Annulation 21 février 2023
Commentaire • 0
Sur la décision
| Référence : | TA Nîmes, 4e ch., 21 févr. 2023, n° 2003601 |
|---|---|
| Juridiction : | Tribunal administratif de Nîmes |
| Numéro : | 2003601 |
| Importance : | Inédit au recueil Lebon |
| Type de recours : | Excès de pouvoir |
| Dispositif : | Satisfaction partielle |
| Date de dernière mise à jour : | 28 mai 2025 |
Texte intégral
Vu la procédure suivante :
Par une requête et un mémoire enregistrés le 24 novembre 2020 et le 11 novembre 2021, Mme C B, représentée par la SCP Lemoine Clabeaut, demande au tribunal :
1°) d’annuler la décision du 25 septembre 2020 par laquelle le directeur du centre hospitalier d’Uzès a refusé de regarder son arrêt de travail à compter du 11 décembre 2019 comme résultant d’une rechute de l’accident de service du 23 novembre 2008 et l’a placée en congé de maladie ordinaire pour la période du 11 décembre 2019 au 18 décembre 2019 ;
2°) de mettre à la charge du centre hospitalier d’Uzès la somme de 1 500 euros en application de l’article L. 761-1 du code de justice administrative.
Elle soutient que :
— la décision attaquée est entachée par l’incompétence de son signataire ;
— la décision attaquée est entachée d’un vice de procédure ; le médecin du service de médecine professionnelle et préventive ne l’a pas examinée, n’a pas été informé de son passage devant la commission de réforme et n’a pas remis de rapport en méconnaissance de l’article 15 de l’arrêté du 4 août 2004 relatif aux commissions de réforme des agents de la fonction publique territoriale et de la fonction publique hospitalière ;
— la décision attaquée est entachée d’un vice de procédure en raison, d’une part, de la composition irrégulière de la commission de réforme et, d’autre part, de l’impossibilité d’accès à son dossier, de présenter des observations et de se faire assister ;
— la décision attaquée est entachée d’une incompétence négative ;
— la décision attaquée est entachée d’une erreur manifeste d’appréciation.

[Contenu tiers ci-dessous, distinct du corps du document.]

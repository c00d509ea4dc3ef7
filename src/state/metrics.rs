// Run timing

use chrono::{DateTime, Utc};
use serde::Serialize;

/// Execution metrics
#[derive(Debug, Clone, Serialize)]
pub struct ExecutionMetrics {
    pub total_duration_ms: u64,
    pub started_at: DateTime<Utc>,
    pub finished_at: Option<DateTime<Utc>>,
}

impl Default for ExecutionMetrics {
    fn default() -> Self {
        Self {
            total_duration_ms: 0,
            started_at: Utc::now(),
            finished_at: None,
        }
    }
}

impl ExecutionMetrics {
    /// Stamp the end of the run and derive its duration
    pub fn finish(&mut self) {
        let now = Utc::now();
        self.total_duration_ms = (now - self.started_at).num_milliseconds().max(0) as u64;
        self.finished_at = Some(now);
    }
}
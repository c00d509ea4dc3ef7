//! Fan-out of run events to every attached listener and reporter.
//!
//! Listeners and reporters live in two separate sequences. Every event goes
//! to all listeners in the order they were added, then to all reporters in
//! the order they were added, however the `add_*` calls were interleaved.
//!
//! There is no isolation between sinks: the first hook that fails stops the
//! dispatch of that event, and its error is returned to the caller.

use anyhow::Result;

use super::{EventSink, ListenerDescription, ReporterDescription, ReporterPreferences};
use crate::state::{
    AssertionInfo, AssertionStats, SectionInfo, SectionStats, TagInfo, TestCaseInfo,
    TestCaseStats, TestRunInfo, TestRunStats,
};

/// Composite sink owning every listener and reporter of one run
#[derive(Default)]
pub struct MultiSink {
    listeners: Vec<Box<dyn EventSink>>,
    reporters: Vec<Box<dyn EventSink>>,
    preferences: ReporterPreferences,
}

impl MultiSink {
    pub fn new() -> Self {
        Self::default()
    }

    pub fn add_listener(&mut self, listener: Box<dyn EventSink>) {
        self.listeners.push(listener);
        self.update_preferences();
    }

    pub fn add_reporter(&mut self, reporter: Box<dyn EventSink>) {
        self.reporters.push(reporter);
        self.update_preferences();
    }

    /// Aggregate of every held sink's preferences
    pub fn preferences(&self) -> ReporterPreferences {
        self.preferences
    }

    pub fn listener_count(&self) -> usize {
        self.listeners.len()
    }

    pub fn reporter_count(&self) -> usize {
        self.reporters.len()
    }

    pub fn is_empty(&self) -> bool {
        self.listeners.is_empty() && self.reporters.is_empty()
    }

    fn update_preferences(&mut self) {
        self.preferences = self
            .listeners
            .iter()
            .chain(self.reporters.iter())
            .map(|sink| sink.preferences())
            .collect();
    }

    fn for_each_sink(&mut self, mut hook: impl FnMut(&mut dyn EventSink) -> Result<()>) -> Result<()> {
        for sink in self.listeners.iter_mut().chain(self.reporters.iter_mut()) {
            hook(sink.as_mut())?;
        }
        Ok(())
    }
}

impl EventSink for MultiSink {
    fn preferences(&self) -> ReporterPreferences {
        self.preferences
    }

    fn test_run_starting(&mut self, info: &TestRunInfo) -> Result<()> {
        self.for_each_sink(|sink| sink.test_run_starting(info))
    }

    fn test_case_starting(&mut self, info: &TestCaseInfo) -> Result<()> {
        self.for_each_sink(|sink| sink.test_case_starting(info))
    }

    fn section_starting(&mut self, info: &SectionInfo) -> Result<()> {
        self.for_each_sink(|sink| sink.section_starting(info))
    }

    fn assertion_starting(&mut self, info: &AssertionInfo) -> Result<()> {
        self.for_each_sink(|sink| sink.assertion_starting(info))
    }

    fn assertion_ended(&mut self, stats: &AssertionStats) -> Result<()> {
        self.for_each_sink(|sink| sink.assertion_ended(stats))
    }

    fn section_ended(&mut self, stats: &SectionStats) -> Result<()> {
        self.for_each_sink(|sink| sink.section_ended(stats))
    }

    fn test_case_ended(&mut self, stats: &TestCaseStats) -> Result<()> {
        self.for_each_sink(|sink| sink.test_case_ended(stats))
    }

    fn skip_test(&mut self, info: &TestCaseInfo) -> Result<()> {
        self.for_each_sink(|sink| sink.skip_test(info))
    }

    fn test_run_ended(&mut self, stats: &TestRunStats) -> Result<()> {
        self.for_each_sink(|sink| sink.test_run_ended(stats))
    }

    fn no_matching_test_cases(&mut self, spec: &str) -> Result<()> {
        self.for_each_sink(|sink| sink.no_matching_test_cases(spec))
    }

    fn report_invalid_test_spec(&mut self, spec: &str) -> Result<()> {
        self.for_each_sink(|sink| sink.report_invalid_test_spec(spec))
    }

    fn fatal_error_encountered(&mut self, message: &str) -> Result<()> {
        self.for_each_sink(|sink| sink.fatal_error_encountered(message))
    }

    fn list_tags(&mut self, tags: &[TagInfo]) -> Result<()> {
        self.for_each_sink(|sink| sink.list_tags(tags))
    }

    fn list_reporters(&mut self, descriptions: &[ReporterDescription]) -> Result<()> {
        self.for_each_sink(|sink| sink.list_reporters(descriptions))
    }

    fn list_listeners(&mut self, descriptions: &[ListenerDescription]) -> Result<()> {
        self.for_each_sink(|sink| sink.list_listeners(descriptions))
    }

    fn list_tests(&mut self, tests: &[TestCaseInfo]) -> Result<()> {
        self.for_each_sink(|sink| sink.list_tests(tests))
    }
}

Par un mémoire en défense, enregistré le 12 juillet 2022, le centre hospitalier d’Uzès conclut au rejet de la requête et à la mise à la charge de Mme B de la somme de 1 500 euros en application des dispositions de l’article L. 761-1 du code de justice administrative.
Il fait valoir que les moyens soulevés par Mme B ne sont pas fondés.

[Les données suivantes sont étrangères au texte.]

// Console reporter - human readable progress and summary

use std::io::{self, Write};
use std::sync::Arc;
use std::time::Instant;

use anyhow::Result;

use super::colour::{Colour, Colorizer};
use super::error::ReportError;
use super::registry::RegisteredReporter;
use super::{EventSink, ListingOutput, OutputStream, ReporterConfig, ReporterPreferences};
use crate::config::{RunConfig, Verbosity};
use crate::state::{
    AssertionOutcome, AssertionStats, SectionInfo, SectionStats, TestCaseInfo, TestCaseStats,
    TestRunInfo, TestRunStats,
};

const HEAVY_RULE: &str =
    "════════════════════════════════════════════════════════════════════════════════";
const LIGHT_RULE: &str =
    "────────────────────────────────────────────────────────────────────────────────";

/// Console reporter
pub struct ConsoleReporter {
    stream: OutputStream,
    config: Arc<RunConfig>,
    colorizer: Colorizer,
    run_started: Option<Instant>,
    test_started: Option<Instant>,
    current_test: Option<String>,
    sections: Vec<String>,
    failed_tests: Vec<String>,
}

impl ConsoleReporter {
    pub fn new(config: ReporterConfig) -> Self {
        let colorizer = Colorizer::new(config.run.colour);
        Self {
            stream: config.stream,
            config: config.run,
            colorizer,
            run_started: None,
            test_started: None,
            current_test: None,
            sections: Vec::new(),
            failed_tests: Vec::new(),
        }
    }

    fn verbose(&self) -> bool {
        self.config.verbosity == Verbosity::High
    }

    fn print_assertion(&mut self, stats: &AssertionStats) -> io::Result<()> {
        let (label, colour) = match stats.outcome {
            AssertionOutcome::Passed => ("PASSED", Colour::Passed),
            AssertionOutcome::Failed => ("FAILED", Colour::Failed),
            AssertionOutcome::Errored => ("ERROR", Colour::Failed),
            AssertionOutcome::Skipped => ("SKIPPED", Colour::Skipped),
            AssertionOutcome::Info => ("INFO", Colour::Secondary),
            AssertionOutcome::Warning => ("WARNING", Colour::Skipped),
        };

        let test = self.current_test.as_deref().unwrap_or("<no test>");
        writeln!(
            self.stream,
            "{} {}: {}",
            self.colorizer.paint(label, colour),
            self.colorizer
                .paint(&stats.info.source.to_string(), Colour::Secondary),
            test
        )?;
        for section in &self.sections {
            writeln!(self.stream, "  in section: {}", section)?;
        }
        if !stats.info.expression.is_empty() {
            writeln!(
                self.stream,
                "  {}( {} )",
                stats.info.macro_name, stats.info.expression
            )?;
        }
        if let Some(expanded) = &stats.expanded
            && *expanded != stats.info.expression
        {
            writeln!(self.stream, "  with expansion: {}", expanded)?;
        }
        if let Some(message) = &stats.message {
            writeln!(self.stream, "  {}", message)?;
        }
        writeln!(self.stream)
    }

    fn print_summary(&mut self, stats: &TestRunStats) -> io::Result<()> {
        let totals = &stats.totals;
        let duration_ms = self
            .run_started
            .map(|start| start.elapsed().as_millis() as u64)
            .unwrap_or(0);

        writeln!(self.stream)?;
        writeln!(self.stream, "{}", HEAVY_RULE)?;
        if totals.test_cases.total() == 0 {
            writeln!(
                self.stream,
                "{}",
                self.colorizer.paint("No tests ran", Colour::Skipped)
            )?;
        } else if totals.test_cases.all_ok() && totals.assertions.all_ok() {
            let line = format!(
                "✅ All tests passed ({} assertions in {} test cases)",
                totals.assertions.passed, totals.test_cases.passed
            );
            writeln!(self.stream, "{}", self.colorizer.paint(&line, Colour::Passed))?;
        } else {
            let line = format!(
                "❌ FAILED ({} failed, {} passed in {}ms)",
                totals.test_cases.failed, totals.test_cases.passed, duration_ms
            );
            writeln!(self.stream, "{}", self.colorizer.paint(&line, Colour::Failed))?;
        }
        writeln!(self.stream, "{}", LIGHT_RULE)?;

        writeln!(self.stream, "📊 Execution Statistics:")?;
        writeln!(
            self.stream,
            "   • Test cases: {} | {} passed | {} failed | {} skipped",
            totals.test_cases.total(),
            totals.test_cases.passed,
            totals.test_cases.failed,
            totals.test_cases.skipped
        )?;
        writeln!(
            self.stream,
            "   • Assertions: {} | {} passed | {} failed",
            totals.assertions.total(),
            totals.assertions.passed,
            totals.assertions.failed
        )?;
        if totals.test_cases.failed_but_ok > 0 {
            writeln!(
                self.stream,
                "   • Failed as expected: {}",
                totals.test_cases.failed_but_ok
            )?;
        }
        writeln!(self.stream, "   • Duration: {}ms", duration_ms)?;

        if !self.failed_tests.is_empty() {
            writeln!(self.stream, "{}", LIGHT_RULE)?;
            writeln!(self.stream, "❌ Failed Tests:")?;
            for name in &self.failed_tests {
                writeln!(self.stream, "   • {}", name)?;
            }
        }
        if stats.aborting {
            writeln!(self.stream, "⚠️  Run aborted before all tests finished")?;
        }

        writeln!(self.stream, "{}", HEAVY_RULE)?;
        self.stream.flush()
    }
}

impl RegisteredReporter for ConsoleReporter {
    fn description() -> String {
        "Reports test results as plain lines of text".to_string()
    }

    fn from_config(config: ReporterConfig) -> Result<Self, ReportError> {
        Ok(Self::new(config))
    }
}

impl EventSink for ConsoleReporter {
    fn preferences(&self) -> ReporterPreferences {
        ReporterPreferences {
            should_redirect_std_out: false,
            should_report_all_assertions: self.config.include_successful,
        }
    }

    fn test_run_starting(&mut self, info: &TestRunInfo) -> Result<()> {
        self.run_started = Some(Instant::now());
        self.failed_tests.clear();
        if self.config.verbosity != Verbosity::Quiet {
            writeln!(self.stream, "{}", HEAVY_RULE)?;
            writeln!(
                self.stream,
                "{}",
                self.colorizer
                    .paint(&format!("Running {}", info.name), Colour::Headers)
            )?;
            writeln!(self.stream, "{}", HEAVY_RULE)?;
        }
        Ok(())
    }

    fn test_case_starting(&mut self, info: &TestCaseInfo) -> Result<()> {
        self.test_started = Some(Instant::now());
        self.current_test = Some(info.name.clone());
        self.sections.clear();
        if self.verbose() {
            writeln!(self.stream, "Testing {} ... ", info.name)?;
        }
        Ok(())
    }

    fn section_starting(&mut self, info: &SectionInfo) -> Result<()> {
        self.sections.push(info.name.clone());
        Ok(())
    }

    fn assertion_ended(&mut self, stats: &AssertionStats) -> Result<()> {
        let wanted = match stats.outcome {
            AssertionOutcome::Passed => self.config.include_successful,
            AssertionOutcome::Info => self.verbose(),
            _ => true,
        };
        if wanted {
            self.print_assertion(stats)?;
        }
        Ok(())
    }

    fn section_ended(&mut self, stats: &SectionStats) -> Result<()> {
        if stats.missing_assertions && self.verbose() {
            writeln!(
                self.stream,
                "{} no assertions in section '{}'",
                self.colorizer.paint("WARNING", Colour::Skipped),
                stats.info.name
            )?;
        }
        self.sections.pop();
        Ok(())
    }

    fn test_case_ended(&mut self, stats: &TestCaseStats) -> Result<()> {
        let elapsed = self.test_started.take().map(|s| s.elapsed());
        let passed = stats.passed();
        if !passed {
            self.failed_tests.push(stats.info.name.clone());
        }

        if self.verbose() {
            if passed {
                writeln!(self.stream, "{}", self.colorizer.paint("✅ PASS", Colour::Passed))?;
            } else {
                writeln!(self.stream, "{}", self.colorizer.paint("❌ FAIL", Colour::Failed))?;
            }
        }
        if self.config.show_durations
            && let Some(elapsed) = elapsed
        {
            writeln!(
                self.stream,
                "{:.3} s: {}",
                elapsed.as_secs_f64(),
                stats.info.name
            )?;
        }
        if !stats.std_out.is_empty() && (!passed || self.verbose()) {
            writeln!(self.stream, "  captured stdout:\n{}", stats.std_out.trim_end())?;
        }
        if !stats.std_err.is_empty() && (!passed || self.verbose()) {
            writeln!(self.stream, "  captured stderr:\n{}", stats.std_err.trim_end())?;
        }

        self.current_test = None;
        Ok(())
    }

    fn skip_test(&mut self, info: &TestCaseInfo) -> Result<()> {
        if self.verbose() {
            writeln!(
                self.stream,
                "{} {}",
                self.colorizer.paint("🔍 SKIP", Colour::Skipped),
                info.name
            )?;
        }
        Ok(())
    }

    fn test_run_ended(&mut self, stats: &TestRunStats) -> Result<()> {
        self.print_summary(stats)?;
        Ok(())
    }

    fn no_matching_test_cases(&mut self, spec: &str) -> Result<()> {
        writeln!(self.stream, "No test cases matched '{}'", spec)?;
        Ok(())
    }

    fn report_invalid_test_spec(&mut self, spec: &str) -> Result<()> {
        writeln!(self.stream, "Invalid Filter: {}", spec)?;
        Ok(())
    }

    fn fatal_error_encountered(&mut self, message: &str) -> Result<()> {
        writeln!(
            self.stream,
            "{} {}",
            self.colorizer.paint("❌ FATAL ERROR:", Colour::Failed),
            message
        )?;
        self.stream.flush()?;
        Ok(())
    }

    fn listing_output(&mut self) -> Option<ListingOutput<'_>> {
        Some(ListingOutput {
            out: &mut self.stream,
            config: &self.config,
        })
    }
}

Vu les autres pièces du dossier.
Vu :
— la loi n° 83-634 du 13 juillet 1983 ;
— la loi n° 86-33 du 9 janvier 1986 ;
— le décret n° 86-442 du 14 mars 1986 ;
— l’arrêté du 4 août 2004 relatif aux commissions de réforme des agents de la fonction publique territoriale et de la fonction publique hospitalière ;
— le code de justice administrative.
Les parties ont été régulièrement averties du jour de l’audience.

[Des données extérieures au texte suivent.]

// Streaming reporter - one JSON record per event, flushed as it happens

use std::io::Write;
use std::sync::Arc;

use anyhow::{Context, Result};
use serde_json::json;

use super::error::ReportError;
use super::event::{Event, EventRecord};
use super::json::{listed_tag, listed_tests};
use super::registry::RegisteredReporter;
use super::{
    EventSink, ListenerDescription, OutputStream, ReporterConfig, ReporterDescription,
    ReporterPreferences,
};
use crate::config::RunConfig;
use crate::state::{
    AssertionInfo, AssertionStats, SectionInfo, SectionStats, TagInfo, TestCaseInfo,
    TestCaseStats, TestRunInfo, TestRunStats,
};

/// Event kinds written for listing requests; `replay` skips these
pub const LISTING_EVENTS: [&str; 4] = ["list_tags", "list_reporters", "list_listeners", "list_tests"];

pub struct StreamingJsonReporter {
    stream: OutputStream,
    config: Arc<RunConfig>,
}

impl StreamingJsonReporter {
    pub fn new(config: ReporterConfig) -> Self {
        Self {
            stream: config.stream,
            config: config.run,
        }
    }

    fn emit(&mut self, event: Event) -> Result<()> {
        let record = EventRecord::now(event);
        let line = serde_json::to_string(&record)
            .with_context(|| format!("Failed to serialize '{}' event", record.event.name()))?;
        writeln!(self.stream, "{}", line)?;
        self.stream.flush()?;
        Ok(())
    }

    fn emit_listing(&mut self, kind: &str, key: &str, items: serde_json::Value) -> Result<()> {
        let record = json!({
            "timestamp": chrono::Utc::now().to_rfc3339(),
            "event": kind,
            key: items,
        });
        writeln!(self.stream, "{}", record)?;
        self.stream.flush()?;
        Ok(())
    }
}

impl RegisteredReporter for StreamingJsonReporter {
    fn description() -> String {
        "Streams every event as a line of JSON (replayable with `reporthub replay`)".to_string()
    }

    fn from_config(config: ReporterConfig) -> Result<Self, ReportError> {
        Ok(Self::new(config))
    }
}

impl EventSink for StreamingJsonReporter {
    fn preferences(&self) -> ReporterPreferences {
        ReporterPreferences {
            should_redirect_std_out: false,
            should_report_all_assertions: true,
        }
    }

    fn test_run_starting(&mut self, info: &TestRunInfo) -> Result<()> {
        self.emit(Event::TestRunStarting(info.clone()))
    }

    fn test_case_starting(&mut self, info: &TestCaseInfo) -> Result<()> {
        self.emit(Event::TestCaseStarting(info.clone()))
    }

    fn section_starting(&mut self, info: &SectionInfo) -> Result<()> {
        self.emit(Event::SectionStarting(info.clone()))
    }

    fn assertion_starting(&mut self, info: &AssertionInfo) -> Result<()> {
        self.emit(Event::AssertionStarting(info.clone()))
    }

    fn assertion_ended(&mut self, stats: &AssertionStats) -> Result<()> {
        self.emit(Event::AssertionEnded(stats.clone()))
    }

    fn section_ended(&mut self, stats: &SectionStats) -> Result<()> {
        self.emit(Event::SectionEnded(stats.clone()))
    }

    fn test_case_ended(&mut self, stats: &TestCaseStats) -> Result<()> {
        self.emit(Event::TestCaseEnded(stats.clone()))
    }

    fn skip_test(&mut self, info: &TestCaseInfo) -> Result<()> {
        self.emit(Event::SkipTest(info.clone()))
    }

    fn test_run_ended(&mut self, stats: &TestRunStats) -> Result<()> {
        self.emit(Event::TestRunEnded(stats.clone()))
    }

    fn no_matching_test_cases(&mut self, spec: &str) -> Result<()> {
        self.emit(Event::NoMatchingTestCases {
            spec: spec.to_string(),
        })
    }

    fn report_invalid_test_spec(&mut self, spec: &str) -> Result<()> {
        self.emit(Event::ReportInvalidTestSpec {
            spec: spec.to_string(),
        })
    }

    fn fatal_error_encountered(&mut self, message: &str) -> Result<()> {
        self.emit(Event::FatalErrorEncountered {
            message: message.to_string(),
        })
    }

    fn list_tags(&mut self, tags: &[TagInfo]) -> Result<()> {
        let tags: Vec<_> = tags.iter().map(listed_tag).collect();
        self.emit_listing("list_tags", "tags", json!(tags))
    }

    fn list_reporters(&mut self, descriptions: &[ReporterDescription]) -> Result<()> {
        self.emit_listing("list_reporters", "reporters", json!(descriptions))
    }

    fn list_listeners(&mut self, descriptions: &[ListenerDescription]) -> Result<()> {
        self.emit_listing("list_listeners", "listeners", json!(descriptions))
    }

    fn list_tests(&mut self, tests: &[TestCaseInfo]) -> Result<()> {
        let tests = listed_tests(tests, self.config.include_hidden);
        self.emit_listing("list_tests", "tests", json!(tests))
    }
}
//! Read-only summaries computed over the whole store.

use serde::Serialize;
use uuid::Uuid;

use crate::{Money, charities};

/// Marketplace totals, read from one consistent snapshot.
#[derive(Clone, Debug, Default, PartialEq, Serialize)]
pub struct Stats {
    /// Sum of every donation amount, equal to the sum of raised totals.
    #[serde(rename = "total_raised_usd")]
    pub total_raised: Money,
    pub total_charities: u64,
    pub total_donations: u64,
    /// `None` only when no charity is registered.
    pub top_charity: Option<TopCharity>,
}

/// The charity with the highest raised total.
///
/// Ties go to the charity registered first, then to the lowest id.
#[derive(Clone, Debug, PartialEq, Serialize)]
pub struct TopCharity {
    pub id: Uuid,
    pub name: String,
    pub raised_usd: Money,
}

impl From<charities::Model> for TopCharity {
    fn from(model: charities::Model) -> Self {
        Self {
            id: model.id,
            name: model.name,
            raised_usd: Money::new(model.raised_usd),
        }
    }
}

Ont été entendus au cours de l’audience publique :
— le rapport de Mme A,
— les conclusions de Mme Achour, rapporteure publique,
— et les observations de Me Lorion, représentant Mme B.
Considérant ce qui suit :
1. Mme B, aide-soignante au centre hospitalier d’Uzès, a été victime le 23 novembre 2008 d’un accident reconnu imputable au service. Par une décision du 25 septembre 2020, prise après avis défavorable de la commission de réforme du 22 septembre 2020, le directeur du centre hospitalier d’Uzès a refusé de regarder l’arrêt de travail de Mme B à compter du 11 décembre 2019 comme résultant d’une rechute de l’accident de service du 23 novembre 2008 et l’a placée en congé de maladie ordinaire pour la période du 11 décembre 2019 au 18 décembre 2019. Mme B demande au tribunal d’annuler la décision du 25 septembre 2020 du directeur du centre hospitalier d’Uzès.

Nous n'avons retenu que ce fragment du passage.